I all but licked my plate clean, then I stood up to grab seconds. Piled high again, I returned to my seat only to find two of my friends from the Lakes hut had made themselves at home right next to me. They laughed at my ear-to-ear grin. Don patted me on the back and declared that he had never seen anybody so happy in his life.
He and Lisa had seen me eat my first course, but they knew better than to get between a wolf and his prey. They had kindly granted me time alone to pursue this religious experience and had only moved in to rekindle our friendship once they knew they wouldn’t lose any limbs. I laughed sheepishly and explained how my hunger grew out of my own poor planning. They were taking the day off, hanging around the lodge, where they had booked a night to stay—traitors—so they had all the time in the world to hear my soliloquy on the virtues of the industrial blueberry muffin, and how the ones here eclipsed even the muffins at the car dealership I went to with my parents at age ten.
I asked them how it felt to be paying guests, whether Lisa had forgotten what she told me, and whether they were worried some of my hiker smell would stick to them.

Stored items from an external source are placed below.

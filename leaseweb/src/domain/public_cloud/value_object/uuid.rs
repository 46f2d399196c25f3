use crate::domain::public_cloud::DomainError;
use std::fmt;

/// Identifier in canonical 8-4-4-4-12 form with lowercase hex digits
#[derive(Debug, Clone, Copy, PartialEq, Eq, Hash)]
pub struct Uuid(uuid::Uuid);

impl Uuid {
    pub fn parse(value: &str) -> Result<Self, DomainError> {
        let is_canonical = value.len() == 36
            && value
                .char_indices()
                .all(|(i, c)| matches!(i, 8 | 13 | 18 | 23) == (c == '-'))
            && !value.bytes().any(|b| b.is_ascii_uppercase());
        if !is_canonical {
            return Err(DomainError::InvalidUuid(value.to_string()));
        }

        uuid::Uuid::try_parse(value)
            .map(Self)
            .map_err(|_| DomainError::InvalidUuid(value.to_string()))
    }

    pub fn generate() -> Self {
        Self(uuid::Uuid::new_v4())
    }
}

impl fmt::Display for Uuid {
    fn fmt(&self, f: &mut fmt::Formatter<'_>) -> fmt::Result {
        write!(f, "{}", self.0.hyphenated())
    }
}
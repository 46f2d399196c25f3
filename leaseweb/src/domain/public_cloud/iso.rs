#[derive(Debug, Clone, PartialEq, Eq, Default)]
pub struct Iso {
    pub id: String,
    pub name: String,
}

They laughed it off, and they said that the hospitality wasn’t all it was cracked up to be. Lisa reminded me that after their warm beds, no, we hadn’t just eaten the same meal.
They cautioned me that the next several peaks, the Wildcats, were some of the gnarliest on the whole Appalachian Trail. I would not, it seemed, make it all the way to Grafton Notch, but I could get picked up right after the Carter Dome and even walk over to the Maine border.
I sent a hasty text message to my sister, who would be my ride on the other side. Don and Lisa asked whether I was disappointed I wouldn’t achieve my goal. I took a long sip of coffee, ate another piece of bacon, and I laughed.
I had to loosen my waist strap a couple inches as I prepared to leave. My sister had asked what I wanted for my first civilized meal. I thought about asking for another buffet, but instead I said, “I don’t care, whatever you want.”